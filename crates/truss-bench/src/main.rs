//! Benchmark runner for the incremental solver paths.
//!
//! Two scenarios: `chain-build` measures batch constraint loading plus
//! one solve over a chain of required equalities; `edit-drag` measures
//! the suggest/resolve loop that interactive clients sit in. Results can
//! be printed as a table or JSON and saved as JSONL artifacts for later
//! reporting.

use clap::{Parser, Subcommand, ValueEnum};
use serde::{Deserialize, Serialize};
use std::env;
use std::fs::{create_dir_all, File};
use std::io::{self, BufRead, BufReader, BufWriter, Write as _};
use std::path::{Path, PathBuf};
use std::time::Instant;
use tracing_subscriber::filter::LevelFilter;
use tracing_subscriber::{layer::SubscriberExt, util::SubscriberInitExt, EnvFilter};

use truss_core::Solver;
use truss_expr::Variable;

const SCHEMA_VERSION: u32 = 1;
const DEFAULT_CASES: [usize; 4] = [10, 100, 1_000, 5_000];
const DRAG_STEPS: usize = 100;

#[derive(Parser, Debug)]
#[command(author, version, about = "truss benchmark runner and reporting interface")]
struct Cli {
    #[command(subcommand)]
    command: Command,
}

#[derive(Subcommand, Debug)]
enum Command {
    /// Execute benchmark scenarios and save JSONL artifacts
    Run(RunArgs),
    /// Render benchmark artifact summaries
    Report(ReportArgs),
}

#[derive(Parser, Debug)]
struct RunArgs {
    /// Benchmark scenarios to execute
    #[arg(
        long = "scenario",
        value_enum,
        value_delimiter = ',',
        default_value = "chain-build"
    )]
    scenarios: Vec<Scenario>,

    /// Comma-separated list of chain lengths
    #[arg(long, value_delimiter = ',')]
    cases: Option<Vec<usize>>,

    /// Number of repetitions per case
    #[arg(long, default_value_t = 1)]
    repetitions: u32,

    /// JSONL output artifact path
    #[arg(long)]
    output: Option<PathBuf>,

    /// Output format for stdout
    #[arg(long, value_enum, default_value = "table")]
    format: OutputFormat,
}

#[derive(Parser, Debug)]
struct ReportArgs {
    /// Input JSONL benchmark artifact
    #[arg(long)]
    input: PathBuf,

    /// Output format for stdout
    #[arg(long, value_enum, default_value = "table")]
    format: OutputFormat,
}

#[derive(Debug, Clone, Copy, Eq, PartialEq, ValueEnum)]
enum Scenario {
    /// Batch-add a chain of required equalities with stays, then solve
    ChainBuild,
    /// Drag the head of a chain through suggest/resolve iterations
    EditDrag,
}

impl Scenario {
    fn as_str(self) -> &'static str {
        match self {
            Scenario::ChainBuild => "chain-build",
            Scenario::EditDrag => "edit-drag",
        }
    }
}

#[derive(Debug, Clone, Copy, Eq, PartialEq, ValueEnum)]
enum OutputFormat {
    Table,
    Json,
}

#[derive(Debug, Serialize, Deserialize)]
struct Measurement {
    schema_version: u32,
    scenario: String,
    variables: usize,
    repetition: u32,
    duration_ms: f64,
    /// Per-step latency for iterative scenarios.
    step_ms: Option<f64>,
}

fn main() {
    init_logging();
    let cli = Cli::parse();
    let result = match cli.command {
        Command::Run(args) => run(args),
        Command::Report(args) => report(args),
    };
    if let Err(err) = result {
        eprintln!("error: {err}");
        std::process::exit(1);
    }
}

/// Initialize structured logging from `TRUSS_TRACE` (an `EnvFilter`
/// directive, default off) and `TRUSS_LOG_FORMAT` (`pretty` or `json`).
fn init_logging() {
    let level = env::var("TRUSS_TRACE").unwrap_or_else(|_| "off".to_string());
    let filter = if level.eq_ignore_ascii_case("off") {
        EnvFilter::default().add_directive(LevelFilter::OFF.into())
    } else {
        match EnvFilter::try_new(&level) {
            Ok(filter) => filter,
            Err(err) => {
                eprintln!("invalid TRUSS_TRACE filter: {err}");
                return;
            }
        }
    };

    let format = env::var("TRUSS_LOG_FORMAT").unwrap_or_else(|_| "pretty".to_string());
    let registry = tracing_subscriber::registry().with(filter);
    let init_result = if format.eq_ignore_ascii_case("json") {
        registry
            .with(tracing_subscriber::fmt::layer().with_writer(io::stderr).json())
            .try_init()
    } else {
        registry
            .with(tracing_subscriber::fmt::layer().with_writer(io::stderr).pretty())
            .try_init()
    };
    if let Err(err) = init_result {
        eprintln!("failed to initialize logging: {err}");
    }
}

fn run(args: RunArgs) -> Result<(), Box<dyn std::error::Error>> {
    let cases = args.cases.unwrap_or_else(|| DEFAULT_CASES.to_vec());
    let mut measurements = Vec::new();

    for scenario in &args.scenarios {
        for &case in &cases {
            for repetition in 0..args.repetitions {
                let measurement = match scenario {
                    Scenario::ChainBuild => run_chain_build(case, repetition),
                    Scenario::EditDrag => run_edit_drag(case, repetition),
                };
                measurements.push(measurement);
            }
        }
    }

    if let Some(path) = &args.output {
        write_artifact(path, &measurements)?;
    }
    render(&measurements, args.format)?;
    Ok(())
}

fn report(args: ReportArgs) -> Result<(), Box<dyn std::error::Error>> {
    let file = File::open(&args.input)?;
    let mut measurements = Vec::new();
    for line in BufReader::new(file).lines() {
        let line = line?;
        if line.trim().is_empty() {
            continue;
        }
        measurements.push(serde_json::from_str::<Measurement>(&line)?);
    }
    render(&measurements, args.format)?;
    Ok(())
}

/// Build a chain `v0 = k`, `v[i] = v[i-1] + 1` with weak stays, batch
/// loaded, then solved once.
fn run_chain_build(n: usize, repetition: u32) -> Measurement {
    let n = n.max(1);
    let started = Instant::now();
    let mut solver = Solver::new();
    solver.set_auto_solve(false);

    let vars: Vec<Variable> = (0..n).map(|i| Variable::new(format!("v{i}"))).collect();
    solver
        .add_constraint(&vars[0].eq_scalar(1.0))
        .expect("anchor constraint");
    for window in vars.windows(2) {
        let prev = &window[0];
        let next = &window[1];
        solver
            .add_constraint(&next.eq_expr(&(prev.clone() + 1.0)))
            .expect("chain constraint");
    }
    solver.solve().expect("solve");

    let duration_ms = started.elapsed().as_secs_f64() * 1000.0;
    tracing::debug!(
        component = "bench",
        operation = "chain_build",
        variables = n,
        repetition,
        duration_ms,
        tail = vars[n - 1].value(),
        "Completed chain-build case"
    );
    Measurement {
        schema_version: SCHEMA_VERSION,
        scenario: Scenario::ChainBuild.as_str().to_string(),
        variables: n,
        repetition,
        duration_ms,
        step_ms: None,
    }
}

/// Drag the head of a chain through repeated suggest/resolve rounds.
fn run_edit_drag(n: usize, repetition: u32) -> Measurement {
    let n = n.max(1);
    let mut solver = Solver::new();
    let vars: Vec<Variable> = (0..n).map(|i| Variable::new(format!("v{i}"))).collect();
    solver.add_stay(&vars[0]).expect("stay on head");
    for window in vars.windows(2) {
        let prev = &window[0];
        let next = &window[1];
        solver
            .add_constraint(&next.eq_expr(&(prev.clone() + 1.0)))
            .expect("chain constraint");
    }

    solver.add_edit_var(&vars[0]).expect("edit head");
    solver.begin_edit().expect("begin edit");
    let started = Instant::now();
    for step in 0..DRAG_STEPS {
        solver
            .suggest_value(&vars[0], step as f64)
            .expect("suggest");
        solver.resolve().expect("resolve");
    }
    let duration_ms = started.elapsed().as_secs_f64() * 1000.0;
    solver.end_edit().expect("end edit");

    tracing::debug!(
        component = "bench",
        operation = "edit_drag",
        variables = n,
        repetition,
        duration_ms,
        steps = DRAG_STEPS,
        "Completed edit-drag case"
    );
    Measurement {
        schema_version: SCHEMA_VERSION,
        scenario: Scenario::EditDrag.as_str().to_string(),
        variables: n,
        repetition,
        duration_ms,
        step_ms: Some(duration_ms / DRAG_STEPS as f64),
    }
}

fn write_artifact(path: &Path, measurements: &[Measurement]) -> io::Result<()> {
    if let Some(parent) = path.parent() {
        if !parent.as_os_str().is_empty() {
            create_dir_all(parent)?;
        }
    }
    let mut writer = BufWriter::new(File::create(path)?);
    for measurement in measurements {
        serde_json::to_writer(&mut writer, measurement)?;
        writer.write_all(b"\n")?;
    }
    writer.flush()
}

fn render(measurements: &[Measurement], format: OutputFormat) -> io::Result<()> {
    match format {
        OutputFormat::Json => {
            for measurement in measurements {
                println!(
                    "{}",
                    serde_json::to_string(measurement).expect("serialize measurement")
                );
            }
        }
        OutputFormat::Table => {
            println!(
                "{:<12} {:>10} {:>6} {:>12} {:>10}",
                "scenario", "variables", "rep", "duration_ms", "step_ms"
            );
            for m in measurements {
                let step = m
                    .step_ms
                    .map_or_else(|| "-".to_string(), |v| format!("{v:.3}"));
                println!(
                    "{:<12} {:>10} {:>6} {:>12.3} {:>10}",
                    m.scenario, m.variables, m.repetition, m.duration_ms, step
                );
            }
        }
    }
    Ok(())
}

---

Having output the line that contains "use tracing_subscriber::filter::LevelFilter;", stop. Every line before it, back to the first line of the data, must be reproduced exactly.

filename crates/truss-bench/src/main.rs
//! Benchmark runner for the incremental solver paths.
//!
//! Two scenarios: `chain-build` measures batch constraint loading plus
//! one solve over a chain of required equalities; `edit-drag` measures
//! the suggest/resolve loop that interactive clients sit in. Results can
//! be printed as a table or JSON and saved as JSONL artifacts for later
//! reporting.

use clap::{Parser, Subcommand, ValueEnum};
use serde::{Deserialize, Serialize};
use std::env;
use std::fs::{create_dir_all, File};
use std::io::{self, BufRead, BufReader, BufWriter, Write as _};
use std::path::{Path, PathBuf};
use std::time::Instant;
use tracing_subscriber::filter::LevelFilter;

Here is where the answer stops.